(EXERCISE BRIEF): All entries below must be reproduced without a single change.

********

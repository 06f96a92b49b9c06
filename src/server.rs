use axum::extract::multipart::{Field, MultipartError};
use axum::extract::{DefaultBodyLimit, Multipart, State};
use axum::http::StatusCode;
use axum::response::{IntoResponse, Response};
use axum::routing::{get, post};
use axum::{Json, Router};
use futures_util::TryStreamExt;
use normalizer_lib::{IngestError, Ingestor, Record};
use serde::Serialize;
use serde_json::{Value, json};
use std::io;
use std::pin::pin;
use std::sync::Arc;
use tokio_util::io::StreamReader;
use tower_http::cors::CorsLayer;
use tower_http::trace::TraceLayer;
use tracing::{Instrument, Span};

/// Multipart form field carrying the spreadsheet
pub const UPLOAD_FIELD: &str = "file";

/// Room for multipart boundaries and part headers on top of the file itself
const MULTIPART_OVERHEAD: usize = 64 * 1024;

#[derive(Clone)]
pub struct AppState {
    ingestor: Arc<Ingestor>,
}

/// Error answered to the client as `{"detail": "..."}`
#[derive(Debug)]
pub struct ApiError {
    status: StatusCode,
    detail: String,
}

impl From<IngestError> for ApiError {
    fn from(error: IngestError) -> Self {
        ApiError {
            status: StatusCode::from_u16(error.status_code())
                .unwrap_or(StatusCode::INTERNAL_SERVER_ERROR),
            detail: error.to_string(),
        }
    }
}

impl From<MultipartError> for ApiError {
    fn from(error: MultipartError) -> Self {
        ApiError {
            status: error.status(),
            detail: error.body_text(),
        }
    }
}

#[derive(Serialize)]
struct ErrorBody {
    detail: String,
}

impl IntoResponse for ApiError {
    fn into_response(self) -> Response {
        let body = ErrorBody {
            detail: self.detail,
        };
        (self.status, Json(body)).into_response()
    }
}

pub fn router(ingestor: Ingestor) -> Router {
    // The ingestor enforces the real limit; this only has to stay above it
    let body_limit = usize::try_from(ingestor.max_file_size())
        .unwrap_or(usize::MAX)
        .saturating_add(MULTIPART_OVERHEAD);
    let state = AppState {
        ingestor: Arc::new(ingestor),
    };

    Router::new()
        .route("/", get(root))
        .route("/upload", post(upload))
        .layer(DefaultBodyLimit::max(body_limit))
        .layer(CorsLayer::permissive())
        .layer(TraceLayer::new_for_http())
        .with_state(state)
}

async fn root() -> Json<Value> {
    Json(json!({
        "message": "Excel to JSON normalizer is running",
        "endpoints": {
            "/upload": "POST - send an Excel file in the 'file' form field to convert it to JSON"
        }
    }))
}

async fn upload(
    State(state): State<AppState>,
    mut multipart: Multipart,
) -> Result<Json<Vec<Record>>, ApiError> {
    while let Some(field) = multipart.next_field().await? {
        if field.name() != Some(UPLOAD_FIELD) {
            continue;
        }

        let filename = field.file_name().unwrap_or_default().to_string();
        let span = tracing::info_span!("upload", filename = %filename);
        let records = process_upload(state.ingestor.clone(), &filename, field)
            .instrument(span)
            .await?;
        return Ok(Json(records));
    }

    tracing::warn!("upload without a '{}' field", UPLOAD_FIELD);
    Err(ApiError {
        status: StatusCode::BAD_REQUEST,
        detail: format!("Missing '{UPLOAD_FIELD}' field in multipart form"),
    })
}

async fn process_upload(
    ingestor: Arc<Ingestor>,
    filename: &str,
    field: Field<'_>,
) -> Result<Vec<Record>, ApiError> {
    ingestor.check_extension(filename)?;

    let reader = pin!(StreamReader::new(field.map_err(io::Error::other)));
    let bytes = ingestor.read_upload(reader).await?;

    // Decoding is CPU bound; keep it off the async workers
    let span = Span::current();
    let records = tokio::task::spawn_blocking(move || {
        let _entered = span.enter();
        ingestor.ingest_bytes(bytes)
    })
    .await
    .map_err(|e| IngestError::Processing(format!("worker task failed: {e}")))??;

    Ok(records)
}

********

(REPLY):
repository 06f96a92b49b9c06
filename src/server.rs
use axum::extract::multipart::{Field, MultipartError};
use axum::extract::{DefaultBodyLimit, Multipart, State};
use axum::http::StatusCode;
use axum::response::{IntoResponse, Response};
use axum::routing::{get, post};
use axum::{Json, Router};
use futures_util::TryStreamExt;
use normalizer_lib::{IngestError, Ingestor, Record};
use serde::Serialize;
use serde_json::{Value, json};
use std::io;
use std::pin::pin;
use std::sync::Arc;
use tokio_util::io::StreamReader;
use tower_http::cors::CorsLayer;
use tower_http::trace::TraceLayer;
use tracing::{Instrument, Span};

/// Multipart form field carrying the spreadsheet
pub const UPLOAD_FIELD: &str = "file";

/// Room for multipart boundaries and part headers on top of the file itself
const MULTIPART_OVERHEAD: usize = 64 * 1024;

#[derive(Clone)]
pub struct AppState {
    ingestor: Arc<Ingestor>,
}

/// Error answered to the client as `{"detail": "..."}`
#[derive(Debug)]
pub struct ApiError {
    status: StatusCode,
    detail: String,
}

impl From<IngestError> for ApiError {
    fn from(error: IngestError) -> Self {
        ApiError {
            status: StatusCode::from_u16(error.status_code())
                .unwrap_or(StatusCode::INTERNAL_SERVER_ERROR),
            detail: error.to_string(),
        }
    }
}

impl From<MultipartError> for ApiError {
    fn from(error: MultipartError) -> Self {
        ApiError {
            status: error.status(),
            detail: error.body_text(),
        }
    }
}

#[derive(Serialize)]
struct ErrorBody {
    detail: String,
}

impl IntoResponse for ApiError {
    fn into_response(self) -> Response {
        let body = ErrorBody {
            detail: self.detail,
        };
        (self.status, Json(body)).into_response()
    }
}

pub fn router(ingestor: Ingestor) -> Router {
    // The ingestor enforces the real limit; this only has to stay above it
    let body_limit = usize::try_from(ingestor.max_file_size())
        .unwrap_or(usize::MAX)
        .saturating_add(MULTIPART_OVERHEAD);
    let state = AppState {
        ingestor: Arc::new(ingestor),
    };

    Router::new()
        .route("/", get(root))
        .route("/upload", post(upload))
        .layer(DefaultBodyLimit::max(body_limit))
        .layer(CorsLayer::permissive())
        .layer(TraceLayer::new_for_http())
        .with_state(state)
}

async fn root() -> Json<Value> {
    Json(json!({
        "message": "Excel to JSON normalizer is running",
        "endpoints": {
            "/upload": "POST - send an Excel file in the 'file' form field to convert it to JSON"
        }
    }))
}

async fn upload(
    State(state): State<AppState>,
    mut multipart: Multipart,
) -> Result<Json<Vec<Record>>, ApiError> {
    while let Some(field) = multipart.next_field().await? {
        if field.name() != Some(UPLOAD_FIELD) {
            continue;
        }

        let filename = field.file_name().unwrap_or_default().to_string();
        let span = tracing::info_span!("upload", filename = %filename);
        let records = process_upload(state.ingestor.clone(), &filename, field)
            .instrument(span)
            .await?;
        return Ok(Json(records));
    }

    tracing::warn!("upload without a '{}' field", UPLOAD_FIELD);
    Err(ApiError {
        status: StatusCode::BAD_REQUEST,
        detail: format!("Missing '{UPLOAD_FIELD}' field in multipart form"),
    })
}

async fn process_upload(
    ingestor: Arc<Ingestor>,
    filename: &str,
    field: Field<'_>,
) -> Result<Vec<Record>, ApiError> {
    ingestor.check_extension(filename)?;

    let reader = pin!(StreamReader::new(field.map_err(io::Error::other)));
    let bytes = ingestor.read_upload(reader).await?;

    // Decoding is CPU bound; keep it off the async workers
    let span = Span::current();
    let records = tokio::task::spawn_blocking(move || {
        let _entered = span.enter();
        ingestor.ingest_bytes(bytes)
    })
    .await
    .map_err(|e| IngestError::Processing(format!("worker task failed: {e}")))??;

    Ok(records)
}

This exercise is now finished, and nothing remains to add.